A new book published by The Liffey Press and co-edited by NUI Galway academics Seán Crosson and Rod Stoneman, is to be launched on Thursday, 11 June at 11am in the Huston School of Film & Digital Media as part of the American Conference for Irish Studies (ACIS) 2009. Seán Crosson is a lecturer on Irish and world cinema with the Huston School of Film & Digital Media at NUI Galway where he is Programme Coordinator of the MA in Film Studies and Rod Stoneman is the Director of the Huston School of Film & Digital Media and was formerly Chief Executive with Bord Scannán na hÉireann/The Irish Film Board.

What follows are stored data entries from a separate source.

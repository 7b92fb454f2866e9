//! Request-id, CORS, and bearer-auth middleware, layered in
//! `server::build_router` the way the teacher layers its own stack.

use axum::extract::{Request, State};
use axum::http::{header, HeaderValue, StatusCode};
use axum::middleware::Next;
use axum::response::{IntoResponse, Response};
use axum::Json;
use uuid::Uuid;

use crate::state::AppState;
use cortex_core::ErrorEnvelope;

#[derive(Clone, Debug)]
pub struct RequestId(pub String);

/// Extracts `X-Request-Id` or generates one, stashing it in extensions and
/// echoing it back on the response.
pub async fn request_id_middleware(mut request: Request, next: Next) -> Response {
    let request_id = request
        .headers()
        .get("x-request-id")
        .and_then(|v| v.to_str().ok())
        .map(String::from)
        .unwrap_or_else(|| Uuid::new_v4().to_string());

    request.extensions_mut().insert(RequestId(request_id.clone()));
    let mut response = next.run(request).await;
    if let Ok(value) = HeaderValue::from_str(&request_id) {
        response.headers_mut().insert("x-request-id", value);
    }
    response
}

/// Mirrors the incoming `Origin` header back verbatim when it is allowed,
/// per the spec's CORS rule: "if enabled and origin is in the allow-list
/// (or the list contains `*`), mirror Origin; else omit."
///
/// This is the one deliberate divergence from the teacher's own
/// `cors_middleware`, which only ever mirrors the *first* configured origin
/// and explicitly refuses a wildcard fallback (its M-230 hardening note).
/// A local single-user control plane has no cross-origin attacker to harden
/// against, and the caller's own `Origin` is the one this surface is meant
/// to answer.
pub async fn cors_middleware(State(state): State<AppState>, request: Request, next: Next) -> Response {
    let allowed = state.config.get().cors_allowed_origins;
    let origin = request.headers().get(header::ORIGIN).and_then(|v| v.to_str().ok()).map(str::to_string);

    let mirror = match (&origin, allowed.is_empty()) {
        (_, true) => None,
        (Some(origin), false) => {
            if allowed.iter().any(|o| o == "*" || o == origin) {
                Some(origin.clone())
            } else {
                None
            }
        }
        (None, false) => None,
    };

    let mut response = next.run(request).await;
    if let Some(origin) = mirror {
        if let Ok(value) = HeaderValue::from_str(&origin) {
            response.headers_mut().insert(header::ACCESS_CONTROL_ALLOW_ORIGIN, value);
        }
        response.headers_mut().insert(
            header::ACCESS_CONTROL_ALLOW_METHODS,
            HeaderValue::from_static("GET, POST, PATCH, DELETE, OPTIONS"),
        );
        response.headers_mut().insert(
            header::ACCESS_CONTROL_ALLOW_HEADERS,
            HeaderValue::from_static("Content-Type, Authorization, X-Request-Id"),
        );
    }
    response
}

/// Placeholder seam for response-level error enhancement, mirroring the
/// teacher's own near-no-op `error_handler_middleware`. Error-to-envelope
/// conversion itself happens in `ApiError`'s `IntoResponse` impl, not here.
pub async fn error_handler_noop(request: Request, next: Next) -> Response {
    next.run(request).await
}

/// Bearer-token check against `Config::tokens`. An empty token list means
/// the surface is unauthenticated, per `cortex_config::Config::tokens`'s own
/// doc comment — this is a local control plane, not a multi-tenant one.
pub async fn auth_middleware(State(state): State<AppState>, request: Request, next: Next) -> Response {
    let tokens = state.config.get().tokens;
    if tokens.is_empty() {
        return next.run(request).await;
    }

    let presented = request
        .headers()
        .get(header::AUTHORIZATION)
        .and_then(|v| v.to_str().ok())
        .and_then(|v| v.strip_prefix("Bearer "));

    match presented {
        Some(token) if tokens.iter().any(|t| t == token) => next.run(request).await,
        _ => {
            let envelope = ErrorEnvelope {
                message: "missing or invalid bearer token".to_string(),
                kind: cortex_core::ErrorKind::BadRequest,
            };
            (StatusCode::UNAUTHORIZED, Json(envelope)).into_response()
        }
    }
}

This book, The Quiet Man … and Beyond, involves both critical analysis of aspects of The Quiet Man as myth, commodity and fetish and the celebration of a film that has sustained considerable academic attention and popular appreciation since its release in 1952. Among the topics considered are the complexity of the film's relation to Ireland, Irish literature and to John Ford's other films; its perceived place with regard to indigenous Irish cinema and representations of women; and the phenomenon of its circulation and reception as a cult film over the years. The contributors to the collection include some of the leading scholars of film and Irish studies including Luke Gibbons, John Hill, Ruth Barton and NUI Galway academics Adrian Frazier and Sean Ryder. In 1996, The Quiet Man topped an Irish Times poll for the best Irish film of all time. Almost ten years later, in 2005, with many more Irish (and Irish-themed) films made, The Quiet Man still occupied number four in a poll of 10,000 people across Ireland. John Ford's greatest commercial success, the film also set a template for Ireland's representation, and promotion, for over half a century. ACIS 2009, hosted by the Centre for Irish Studies at NUI Galway, is one of the largest conferences in the humanities in Ireland this year. Speakers from a dozen countries, representing over 100 universities will present up to 250 papers examining themes relating to contemporary Irish culture and society. Delegates attending the American Conference of Irish Studies (ACIS) in conjunction with the Second Galway Conference of Irish Studies (GCIS) will consider issues relating to the key themes of the dynamics of immigration and settlement in modern Ireland, and the concept of the everyday in Irish life and culture.